Par Syed Zafar Mehdi
Middle East Eye, qui se décrit clairement comme un phare de vérité « financé de manière indépendante », a publié la semaine dernière une autre « exclusivité » fondée sur ses révélations révolutionnaires.
Le seul problème fondamental avec ces « révélations » est qu’elles sont le fruit du chimère que toute ressemblance avec des personnes réelles, vivantes ou mortes, est purement fortuite.
Le média financé par le Qatar a secoué le cycle de l'actualité le 10 octobre en affirmant que le commandant de la Force Qods du Corps des gardiens de la Révolution islamique (CGRI), le général de brigade Esmaïl Qaani, était « sous bonne garde et faisait l'objet d'une enquête » pour – vous l'avez deviné – « des violations majeures de la sécurité ».
Dix sources anonymes à Téhéran, Beyrouth et Bagdad (comme si ces villes regorgeaient de gens désireux de divulguer des secrets d'État) ont chuchoté à l'oreille de Suadad al-Salhy de MEE que Qaani et son unité étaient enfermés dans un confinement plus strict que l’intrigue d’un film d’action hollywoodien, tandis que les enquêteurs cherchaient des réponses.
De toute évidence, comme ils le pensaient, les enquêteurs du CGRI n’avaient rien de mieux à faire.

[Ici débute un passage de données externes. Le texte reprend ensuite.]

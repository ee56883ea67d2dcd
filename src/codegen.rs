//! Render a [`HierarchySpec`] as Rust source.
//!
//! One hierarchy becomes one file: a visitor trait (one method per variant,
//! generic over the result type `R`), the base type as an enum with a
//! pattern-matching `accept` dispatcher, then one struct per variant with
//! ordered fields, a `new` constructor, and its own `accept`.
//!
//! Everything in here is a pure function of the model: the same hierarchy
//! always renders to byte-identical text.

use crate::model::{GeneratorConfig, HierarchySpec, VariantSpec};
use crate::sink::{Sink, SinkError};

const HEADER: &str = "// Generated by generate_ast. Do not edit by hand.\n";

pub struct Codegen {
    out: String,
}

impl Codegen {
    pub fn new() -> Self {
        Self { out: String::new() }
    }

    /// Append one complete hierarchy in fixed order: header, `use` prologue,
    /// visitor trait, base enum, variants in declaration order.
    pub fn emit(&mut self, hierarchy: &HierarchySpec) {
        let mut blocks: Vec<String> = Vec::new();
        blocks.push(HEADER.to_string());

        if !hierarchy.uses.is_empty() {
            let mut prologue = String::new();
            for import in &hierarchy.uses {
                prologue.push_str(&format!("use {import};\n"));
            }
            blocks.push(prologue);
        }

        blocks.push(render_visitor(hierarchy));
        blocks.push(render_base(hierarchy));
        for variant in &hierarchy.variants {
            blocks.push(render_variant(&hierarchy.base_name, variant));
        }

        self.out.push_str(&blocks.join("\n"));
    }

    pub fn into_string(self) -> String {
        self.out
    }
}

/// Render every hierarchy in table order and hand each finished file to the
/// sink. The first sink failure aborts the run; nothing is retried.
pub fn emit_all(config: &GeneratorConfig, sink: &mut dyn Sink) -> Result<(), SinkError> {
    for hierarchy in &config.hierarchies {
        let mut cg = Codegen::new();
        cg.emit(hierarchy);
        sink.persist(&hierarchy.base_name, &cg.into_string())?;
    }
    Ok(())
}

pub fn visit_method_name(variant: &str, base: &str) -> String {
    format!("visit_{}_{}", snake_case(variant), snake_case(base))
}

/// `ExprStmt` → `expr_stmt`. Good enough for the CamelCase names the DSL
/// uses; consecutive capitals each get their own underscore.
pub fn snake_case(name: &str) -> String {
    let mut out = String::with_capacity(name.len() + 4);
    for (i, ch) in name.chars().enumerate() {
        if ch.is_uppercase() {
            if i > 0 {
                out.push('_');
            }
            out.extend(ch.to_lowercase());
        } else {
            out.push(ch);
        }
    }
    out
}

// --------------------------- rendering helpers ----------------------------- //

fn visitor_trait_name(base: &str) -> String {
    format!("{base}Visitor")
}

fn render_visitor(hierarchy: &HierarchySpec) -> String {
    let trait_name = visitor_trait_name(&hierarchy.base_name);
    if hierarchy.variants.is_empty() {
        return format!("pub trait {trait_name}<R> {{}}\n");
    }

    let arg = snake_case(&hierarchy.base_name);
    let mut out = format!("pub trait {trait_name}<R> {{\n");
    for variant in &hierarchy.variants {
        out.push_str(&format!(
            "    fn {}(&mut self, {arg}: &{}) -> R;\n",
            visit_method_name(&variant.name, &hierarchy.base_name),
            variant.name,
        ));
    }
    out.push_str("}\n");
    out
}

fn render_base(hierarchy: &HierarchySpec) -> String {
    let base = &hierarchy.base_name;
    let trait_name = visitor_trait_name(base);

    if hierarchy.variants.is_empty() {
        // Degenerate but well-formed: an uninhabited enum still dispatches.
        let mut out = format!("pub enum {base} {{}}\n\n");
        out.push_str(&format!("impl {base} {{\n"));
        out.push_str(&format!(
            "    pub fn accept<R, V: {trait_name}<R>>(&self, _visitor: &mut V) -> R {{\n"
        ));
        out.push_str("        match *self {}\n    }\n}\n");
        return out;
    }

    let mut out = String::from("#[derive(Debug, Clone)]\n");
    out.push_str(&format!("pub enum {base} {{\n"));
    for variant in &hierarchy.variants {
        out.push_str(&format!("    {0}({0}),\n", variant.name));
    }
    out.push_str("}\n\n");

    out.push_str(&format!("impl {base} {{\n"));
    out.push_str(&format!(
        "    pub fn accept<R, V: {trait_name}<R>>(&self, visitor: &mut V) -> R {{\n"
    ));
    out.push_str("        match self {\n");
    for variant in &hierarchy.variants {
        out.push_str(&format!(
            "            {base}::{}(node) => node.accept(visitor),\n",
            variant.name,
        ));
    }
    out.push_str("        }\n    }\n}\n");
    out
}

fn render_variant(base: &str, variant: &VariantSpec) -> String {
    let name = &variant.name;
    let trait_name = visitor_trait_name(base);
    let method = visit_method_name(name, base);

    let mut out = String::from("#[derive(Debug, Clone)]\n");
    if variant.fields.is_empty() {
        out.push_str(&format!("pub struct {name};\n"));
    } else {
        out.push_str(&format!("pub struct {name} {{\n"));
        for field in &variant.fields {
            out.push_str(&format!(
                "    pub {}: {},\n",
                field.field_name, field.type_name
            ));
        }
        out.push_str("}\n");
    }
    out.push('\n');

    out.push_str(&format!("impl {name} {{\n"));
    if variant.fields.is_empty() {
        out.push_str("    pub fn new() -> Self {\n        Self\n    }\n");
    } else {
        let params = variant
            .fields
            .iter()
            .map(|f| format!("{}: {}", f.field_name, f.type_name))
            .collect::<Vec<_>>()
            .join(", ");
        let inits = variant
            .fields
            .iter()
            .map(|f| f.field_name.clone())
            .collect::<Vec<_>>()
            .join(", ");
        out.push_str(&format!("    pub fn new({params}) -> Self {{\n"));
        out.push_str(&format!("        Self {{ {inits} }}\n"));
        out.push_str("    }\n");
    }
    out.push('\n');
    out.push_str(&format!(
        "    pub fn accept<R, V: {trait_name}<R>>(&self, visitor: &mut V) -> R {{\n"
    ));
    out.push_str(&format!("        visitor.{method}(self)\n"));
    out.push_str("    }\n}\n");
    out
}

// ------------------------------- Tests ------------------------------------ //
pub mod cli;
pub mod codegen;
pub mod config;
pub mod model;
pub mod parse;
pub mod sink;

use colored::Colorize;

fn main() {
    let command_line_interface = cli::CommandLineInterface::load();
    if let Err(error) = command_line_interface.run() {
        eprintln!("{} {error:#}", "error:".red().bold());
        std::process::exit(1);
    }
}
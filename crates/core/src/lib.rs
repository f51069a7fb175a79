//! Domain layer for the collaborative post platform.
//!
//! Everything in this crate is pure: no database, network, or filesystem
//! access. The store adapter (`coauthor-db`), the generation orchestrator
//! (`coauthor-ai`) and the HTTP server (`coauthor-api`) all build on the
//! vocabulary, validation rules and decision functions defined here.

pub mod content;
pub mod error;
pub mod hashing;
pub mod images;
pub mod invites;
pub mod permissions;
pub mod posts;
pub mod realtime;
pub mod types;
pub mod users;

Le rapport a également démenti ce que l'ancien ambassadeur iranien à Bagdad et haut commandant du CGRI, Iraj Masjedi, a déclaré aux journalistes mardi dernier, selon lequel le commandant de la Force Qods du CGRI était « en bonne santé et accomplissait ses tâches quotidiennes ».
MEE a écarté cette idée parce qu'il contenait au moins « huit sources » racontant une histoire différente, une histoire qui rappelait à beaucoup les thrillers hollywoodiens et de Bollywood des années 1980, mais avec une chorégraphie terrible.
Une source citée dans le rapport a affirmé que « tout le monde » au sein du CGRI faisait « l'objet d'une enquête », car lorsque vous faites des déclarations exagérées et ridicules, pourquoi ne pas simplement inclure l'organisation entière dans la balance pour faire bonne mesure ?
« Il est détenu pendant que les enquêtes se poursuivent », indique le rapport, citant « huit sources iraniennes, irakiennes et libanaises, dont l’une affirme que « tous » les membres du CGRI font l’objet d’une « enquête ».
« Rien n’est sûr pour le moment. Les enquêtes sont toujours en cours et toutes les possibilités sont ouvertes. »
Et bien sûr, les médias occidentaux et israéliens, toujours à la recherche d’un titre sensationnel, ont accueilli le rapport avec l’enthousiasme de quelqu’un déballant un cadeau surprise pour son anniversaire.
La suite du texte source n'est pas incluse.